***** THE RECORDS *****

pub mod catalog;
pub mod connectors;
pub mod dispatch;
pub mod error;
pub mod session;
pub mod ui_state;
pub mod usage;
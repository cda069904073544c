use crate::core::error::ChatError;
use crate::core::usage::Capability;
use serde::{Deserialize, Serialize};
use std::collections::BTreeMap;
use std::fs;
use std::path::{Path, PathBuf};
use std::time::Duration;

#[derive(Debug, Clone, Copy, PartialEq, Eq, Hash, Serialize, Deserialize, Default)]
#[serde(rename_all = "lowercase")]
pub enum ProviderKind {
    #[default]
    Simulated,
    Echo,
}

impl ProviderKind {
    pub fn from_str(s: &str) -> Option<Self> {
        match s.to_lowercase().as_str() {
            "simulated" => Some(ProviderKind::Simulated),
            "echo" => Some(ProviderKind::Echo),
            _ => None,
        }
    }
}

/// When a dispatch also counts as super-search usage
#[derive(Debug, Clone, Copy, PartialEq, Eq, Serialize, Deserialize, Default)]
#[serde(rename_all = "kebab-case")]
pub enum SearchPolicy {
    /// Only while the `web` connector is active
    #[default]
    WebConnector,
    Always,
    Never,
}

#[derive(Debug, Clone, PartialEq, Serialize, Deserialize)]
#[serde(default)]
pub struct Config {
    /// Model used when the selected id is not in the catalog
    pub default_model: String,
    /// Name shown for model ids the catalog does not know
    pub fallback_name: String,
    pub provider: ProviderKind,
    pub simulated_delay_ms: u64,
    /// Upper bound on a provider call; `0` disables the bound
    pub response_timeout_secs: u64,
    pub search_policy: SearchPolicy,
    /// Connector activation overrides, by connector id
    pub connectors: BTreeMap<String, bool>,
    /// Counter values the session starts from
    pub usage_seed: BTreeMap<Capability, u64>,
    pub dark_mode: bool,
}

impl Default for Config {
    fn default() -> Self {
        Self {
            default_model: "claude-4-sonnet".to_string(),
            fallback_name: "Claude 4 Sonnet".to_string(),
            provider: ProviderKind::default(),
            simulated_delay_ms: 1000,
            response_timeout_secs: 30,
            search_policy: SearchPolicy::default(),
            connectors: BTreeMap::new(),
            usage_seed: BTreeMap::new(),
            dark_mode: true,
        }
    }
}

impl Config {
    fn config_dir() -> PathBuf {
        dirs::home_dir().unwrap_or_else(|| PathBuf::from("."))
    }

    pub fn config_path() -> PathBuf {
        Self::config_dir().join(".mcpchat").join("config.yaml")
    }

    pub fn history_path() -> PathBuf {
        Self::config_dir().join(".mcpchat").join("input_history.txt")
    }

    pub fn response_timeout(&self) -> Option<Duration> {
        match self.response_timeout_secs {
            0 => None,
            secs => Some(Duration::from_secs(secs)),
        }
    }

    pub fn simulated_delay(&self) -> Duration {
        Duration::from_millis(self.simulated_delay_ms)
    }

    /// Loads the config at `path`, or the default location when `None`.
    /// A missing file is created with default values.
    pub fn load(path: Option<&Path>) -> Result<Config, ChatError> {
        let path = path
            .map(Path::to_path_buf)
            .unwrap_or_else(Self::config_path);

        if path.exists() {
            let contents = fs::read_to_string(&path)?;
            let config = serde_yml::from_str::<Config>(&contents)
                .map_err(|e| ChatError::Config(format!("Parse {}: {}", path.display(), e)))?;
            tracing::debug!(path = %path.display(), "loaded config");
            return Ok(config);
        }

        let config = Config::default();
        if let Err(e) = config.save(&path) {
            tracing::warn!(path = %path.display(), error = %e, "could not write default config");
        }
        Ok(config)
    }

    pub fn save(&self, path: &Path) -> Result<(), ChatError> {
        if let Some(parent) = path.parent() {
            if !parent.as_os_str().is_empty() && !parent.exists() {
                fs::create_dir_all(parent)?;
            }
        }

        let yaml_content = serde_yml::to_string(self)?;
        fs::write(path, yaml_content)?;
        Ok(())
    }
}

*****

Lines above containing "Serialize": give their number only.

▸ **EXPECTED OUTPUT**: 4